Information on non-native microorganisms, such as bacteria, fungi, and viruses, is very limited (Cowan et al, 2011). Introductions on wooden packaging have been reported and research from historical expedition sites in the Ross Sea and Deception Island describe introduced fungal species on the wood of huts (Held and Blanchette, 2017; Hughes et al., 2018).

The Protocol on Environmental Protection to the Antarctic Treaty largely prohibits the importation of non-native species into Antarctica without a permit. Consequently, to reduce the likelihood of inadvertent introductions, preventive measures are required by many national Antarctic operators and tourist companies, such as (i) cleaning of clothing, footwear, luggage, equipment, cargo, and means of transport before reaching Antarctica, and (ii) packing of fresh produce free of pests and diseases in closed containers (Hughes and Pertierra, 2016). Conscious of this need, the CEP has developed its Non-native Species Manual that provides information on biosecurity measures (ATS, 2019). Measures may also be required to prevent the distribution of species between biologically distinct ice-free regions of Antarctica which may be an area requiring future management attention by the international community (Hughes et al., 2019).

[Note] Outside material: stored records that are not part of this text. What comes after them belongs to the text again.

#![allow(dead_code)]

use eatsoon_recipe::{PantryItem, Recipe};
use time::{Duration, OffsetDateTime, macros::datetime};

pub const NOW: OffsetDateTime = datetime!(2025-06-10 09:00:00 UTC);

pub fn in_days(days: i64) -> OffsetDateTime {
    NOW + Duration::days(days)
}

pub fn assert_close(actual: f64, expected: f64) {
    assert!(
        (actual - expected).abs() < 1e-9,
        "expected {expected}, got {actual}"
    );
}

/// Small fridge used by most scenarios.
pub fn fridge() -> Vec<PantryItem> {
    vec![
        PantryItem::new("계란").with_quantity(6.0).with_expiration(in_days(2)),
        PantryItem::new("대파송송썬것").with_quantity(1.0),
        PantryItem::new("두부").with_quantity(1.0).with_expiration(in_days(1)),
        PantryItem::new("김치").with_quantity(1.0),
        PantryItem::new("소금").with_quantity(1.0),
    ]
}

pub fn catalog() -> Vec<Recipe> {
    vec![
        Recipe::new("r1", "계란말이").with_ingredients(["계란", "대파", "소금"]),
        Recipe::new("r2", "두부조림").with_ingredients(["두부", "간장", "물"]),
        Recipe::new("r3", "김치찌개").with_ingredients(["김치", "두부", "돼지고기", "물"]),
        Recipe::new("r4", "소금물").with_ingredients(["소금"]),
        Recipe::new("r5", "빈 레시피"),
        Recipe::new("r6", "스테이크").with_ingredients(["소고기", "버터", "마늘", "로즈마리"]),
    ]
}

Differentiating between new introductions transported through human activities (non-native species) and those naturally introduced by wind, ocean currents, or wildlife (natural colonists) can be challenging. For example, it was not possible to ascertain categorically if the South American aster Nassauvia magellanica on Deception Island was introduced by human or natural processes (Hughes and Convey, 2012). Correct differentiation is important for subsequent management as, according to the Protocol, non-native species should be eradicated while native species should be protected (for decision frameworks, see Figure 1 in Hughes and Convey, 2012, and Figure 2 in Bergstrom, 2022).

From reports of non-native species eradication attempts in other continents, it is clear that a rapid response is key to their successful removal and management (Hughes and Pertierra, 2016). The CEP Non-native Species Manual states that ‘to be effective, responses to introductions should be undertaken as a priority, to prevent an increase in species’ distribution range and to make eradication simpler, cost-effective and more likely to succeed’ and encourages follow-up surveys to ensure management action is effective.

Within the Antarctic Treaty area, several non-native plants have been removed (Molina-Montenegro et al., 2012, Hughes and Convey, 2012; Hughes et al., 2015; Pertierra et al., 2017b) although eradication of remaining propagules remains a longer-term technical challenge (Galera et al., 2019). Factors that may affect the likelihood of eradication success include: (i) the level of adaptation of the species to new environmental conditions, (ii) propagule longevity, (iii) the level of development of an abundant seed soil bank, (iv) the management reaction time and level of experience within the eradication team, and (v) the likelihood of reinvasion (Galera et al. 2021). In contrast, no attempts have been made to eradicate non-native invertebrates present in the natural environment, although some have been eradicated from within Antarctic stations and hydroponic facilities (Hughes et al., 2005; Bergstrom et al., 2017). The range expansion of existing non-native invertebrates may be minimized with effective control methods. In the case of the fly Trichocera maculipennis on King George Island, coordinated actions may prevent further dispersal while feasible eradication methods are being explored (Remedios-De Leon et al., 2021).